Changes in diet, transportation, high-level competition...all are known to take their toll on performance horses. Combine these three and you have the making of a disaster, unless proper preparations are made to combat these stresses. For the Olympic Games in Sydney, nearly every competitor traveled thousands of miles by van and by air to reach the competition venue. Australia has very strict import requirements, not only for horses, but for the feed that horses consume. Therefore, most of the competitors were faced with a feedtub that contained something that might not have tasted the same--or had the same ingredients--as what comes at mealtime at home. A worrisome situation for horse and handler.
Enter Kentucky Equine Research.
This Kentucky-based company is not in the feed manufacturing business, but in the equine nutrition consulting business. They are consultants to "team member" feed manufacturers around the globe. Because of that role, they were chosen in 1996 as the official feed suppliers to the equestrian events at the Atlanta Olympics. They played a similar role in Sydney this year, working as a consultant to the Sydney Organizing Committee for the Olympic Games and Salmon River, the Australian-based group who contracted to supply the equine feeds. Kentucky Equine Research (KER) opened a branch in Australia last year, which made the task of procuring appropriate Australian-grown feedstuffs and bedding much easier, although not simple.
A Modest Beginning
Joe Pagan, who holds a masters and a PhD in equine nutrition, is the founder and president of KER. The company, based in Versailles, Ky., had modest beginnings a dozen years ago. Pagan began his career as an equine nutritionist for a large feed company, but realized that the future of horse feeds was with regional manufacturing. Since few of those feed mills had trained, in-house equine nutritionists, Pagan saw a niche that needed his expertise.
He began KER along with his wife, Karen, working out of his home farm. Pagan started KER based on the premise that he would not only perform nutrition consulting based on his experience and what was known in published literature, but would conduct much-needed research. KER's stated goal is to, "Increase the horse industry's knowledge of equine nutrition and sports medicine and apply this knowledge to produce healthier, more athletic horses." That mission continues today, although on a much larger scale.
Today, KER has nearly 30 employees and consults for more than 45 feed manufacturers around the world. Included in his team are Stephen E. Duren, PhD, Kathleen Crandell, PhD, and Ray Geor, BVSc, PhD, in the Kentucky office; and Peter Huntington, BVSc, MACVSc, with the KER Australasia division. (For more on KER's activities, see sidebar on page 58.)
Getting In The Games
Because his main business is as an equine nutrition consultant to feed manufacturers, becoming the feed supplier at the 1996 Atlanta Olympics was not a goal for Pagan. The year before the Games, a company in Switzerland for which he consults contacted KER to ask what feeds would be available for competitors in Atlanta. Pagan dutifully began a series of phone calls to find the information for his team member. What he found was that the Atlanta Committee for the Olympic Games (ACOG) had not selected anyone at that point to supply feed. They asked Pagan if he were interested.

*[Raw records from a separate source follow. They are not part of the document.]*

//! Immutable Connect Four game state.

use crate::error::RulesError;
use crate::rules::{is_full, wins_at};
use crate::types::{Board, Coord, HEIGHT, Piece, WIDTH};
use serde::{Deserialize, Serialize};
use std::fmt;
use std::str::FromStr;
use tracing::{debug, instrument};

/// One point-in-time board configuration plus the facts derived from it.
///
/// A `State` is never modified. [`State::play`] returns a brand-new state and
/// leaves its parent valid, so states can be kept around for replay or
/// tree search.
///
/// Serializes as its move notation. Deserializing replays the moves, so a
/// loaded state always went through [`State::play`].
#[derive(Debug, Clone, PartialEq, Eq, Hash, Serialize, Deserialize)]
#[serde(try_from = "String", into = "String")]
pub struct State {
    board: Board,
    moves: Vec<usize>,
    winner: Option<Piece>,
    gameover: bool,
    last_move: Option<Coord>,
}

impl State {
    /// The canonical empty start state.
    pub fn initial() -> Self {
        Self {
            board: Board::new(),
            moves: Vec::new(),
            winner: None,
            gameover: false,
            last_move: None,
        }
    }

    /// Replays a sequence of 1-based columns from the initial state.
    ///
    /// # Errors
    ///
    /// Returns [`RulesError::Replay`] naming the first move that could not
    /// be played.
    #[instrument(skip(columns))]
    pub fn from_moves<I>(columns: I) -> Result<Self, RulesError>
    where
        I: IntoIterator<Item = usize>,
    {
        columns
            .into_iter()
            .enumerate()
            .try_fold(Self::initial(), |state, (i, column)| {
                state.play(column).map_err(|reason| RulesError::Replay {
                    index: i + 1,
                    column,
                    reason: Box::new(reason),
                })
            })
    }

    /// Replays a move string such as `"4453"` from the initial state.
    ///
    /// # Errors
    ///
    /// Returns [`RulesError::InvalidArgument`] for a character that is not a
    /// column digit, or [`RulesError::Replay`] for an illegal move.
    #[instrument]
    pub fn parse(notation: &str) -> Result<Self, RulesError> {
        let columns = notation
            .trim()
            .chars()
            .enumerate()
            .map(|(i, ch)| match ch.to_digit(10) {
                Some(digit) if (1..=WIDTH as u32).contains(&digit) => Ok(digit as usize),
                _ => Err(RulesError::invalid_argument(format!(
                    "character {:?} at position {} is not a column 1..={}",
                    ch,
                    i + 1,
                    WIDTH
                ))),
            })
            .collect::<Result<Vec<_>, _>>()?;

        Self::from_moves(columns)
    }

    /// The board.
    pub fn board(&self) -> &Board {
        &self.board
    }

    /// Every move made so far, as 1-based columns in play order.
    pub fn moves(&self) -> &[usize] {
        &self.moves
    }

    /// The player who completed a winning run, if any.
    pub fn winner(&self) -> Option<Piece> {
        self.winner
    }

    /// True once there is a winner or the board is full.
    pub fn gameover(&self) -> bool {
        self.gameover
    }

    /// Coordinate of the most recently placed piece.
    pub fn last_move(&self) -> Option<Coord> {
        self.last_move
    }

    /// The canonical move notation: one digit per move, in play order.
    pub fn notation(&self) -> String {
        self.moves.iter().map(|column| column.to_string()).collect()
    }

    /// Reports whether a piece can be dropped into `column` (1-based).
    ///
    /// # Errors
    ///
    /// Returns [`RulesError::InvalidArgument`] if `column` is outside
    /// `1..=WIDTH`.
    pub fn valid_play(&self, column: usize) -> Result<bool, RulesError> {
        if !(1..=WIDTH).contains(&column) {
            return Err(RulesError::invalid_argument(format!(
                "column {} is outside 1..={}",
                column, WIDTH
            )));
        }
        Ok(self.board.height(column - 1) < HEIGHT)
    }

    /// All playable columns, ascending.
    pub fn valid_plays(&self) -> Vec<usize> {
        (1..=WIDTH)
            .filter(|&column| self.board.height(column - 1) < HEIGHT)
            .collect()
    }

    /// The piece that moves next. Player 1 always moves first.
    pub fn next_piece(&self) -> Piece {
        if self.moves.len() % 2 == 0 {
            Piece::One
        } else {
            Piece::Two
        }
    }

    /// Drops the next piece into `column` (1-based) and returns the new state.
    ///
    /// # Errors
    ///
    /// Returns [`RulesError::InvalidOperation`] if the game is over, or the
    /// column is out of range or full.
    #[instrument(skip(self), fields(moves = %self.notation()))]
    pub fn play(&self, column: usize) -> Result<Self, RulesError> {
        if self.gameover {
            return Err(RulesError::invalid_operation(format!(
                "cannot play column {}: the game is over",
                column
            )));
        }
        match self.valid_play(column) {
            Ok(true) => {}
            Ok(false) => {
                return Err(RulesError::invalid_operation(format!(
                    "column {} is full",
                    column
                )));
            }
            Err(err) => return Err(RulesError::invalid_operation(err.to_string())),
        }

        let piece = self.next_piece();
        let (board, at) = self.board.with_piece(column - 1, piece);

        let mut moves = Vec::with_capacity(self.moves.len() + 1);
        moves.extend_from_slice(&self.moves);
        moves.push(column);

        let winner = wins_at(&board, at).then_some(piece);
        let gameover = winner.is_some() || is_full(&board);
        if gameover {
            debug!(?winner, "Game over");
        }

        Ok(Self {
            board,
            moves,
            winner,
            gameover,
            last_move: Some(at),
        })
    }
}

impl Default for State {
    fn default() -> Self {
        Self::initial()
    }
}

impl FromStr for State {
    type Err = RulesError;

    fn from_str(s: &str) -> Result<Self, Self::Err> {
        Self::parse(s)
    }
}

impl TryFrom<String> for State {
    type Error = RulesError;

    fn try_from(notation: String) -> Result<Self, Self::Error> {
        Self::parse(&notation)
    }
}

impl From<State> for String {
    fn from(state: State) -> Self {
        state.notation()
    }
}

/// Plain-text diagnostic form: the move notation, then the rows top first.
impl fmt::Display for State {
    fn fmt(&self, f: &mut fmt::Formatter<'_>) -> fmt::Result {
        write!(f, "{}", self.notation())?;
        for row in (0..HEIGHT).rev() {
            writeln!(f)?;
            for column in 0..WIDTH {
                write!(f, "{}", self.board.get(column, row).symbol())?;
            }
        }
        Ok(())
    }
}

While KER is not in the feed business, the many team manufacturers they represent could offer the high quality and variety of feedstuffs needed for the various equine competitors. So, instead of offering a bid on the price of what he could supply, Pagan got samples of feeds, grains, and hays and shipped them to ACOG. One of the members of that committee was a horseman who recognized the quality of the forages, grains, and concentrates, and KER found itself as the supplier to the Games.
But that was just the start. While this year's Olympics had Australian officials worrying about weed seeds coming in through feedstuffs and taking over the country, for the Atlanta Olympics the worry was piroplasmosis.
That disease is not found in this country (but is found in most other countries in the world), is carried by ticks that are closely related to ticks found in Georgia, and horses positive for the disease were going to be allowed to come into the country. Therefore, all hays had to be certified tick-free. No small task.
Fortunately, Pagan said, the best hays in the country are the irrigated varieties grown in Idaho and Washington state. Entomologists at those state universities wrote letters stating that those high plains are not normal habitats for the species of tick that could carry piroplasmosis.
"The Olympics is a short event, and we wanted the competitors to go away thinking that was the best feed they had ever used," said Pagan.
One problem with the hay, however, was proving that the properly cured timothy hay--which was a natural green in color--was not too high in protein (such as an alfalfa hay would be). Many competitors who had fed grass-type hays at home were used to a brown hay.
"We had to get the hay tested to prove it was 8 1/2% or 9% protein," said Pagan.
About half of the competitors brought in their own sweet feed or pellets, while KER supplied the hay and the remaining concentrates and grains for the teams. Interestingly, the Australian and New Zealand teams were quite successful at the games, and they used American feeds. All of the American three-day event horses--even though they were on their home turf--used KER's feeds.
The Atlanta experience was considered successful by all involved. Horses were brought in from all over the world, and the incidence of gastrointestinal upset was very low thanks in part to the quality and availability of good feedstuffs.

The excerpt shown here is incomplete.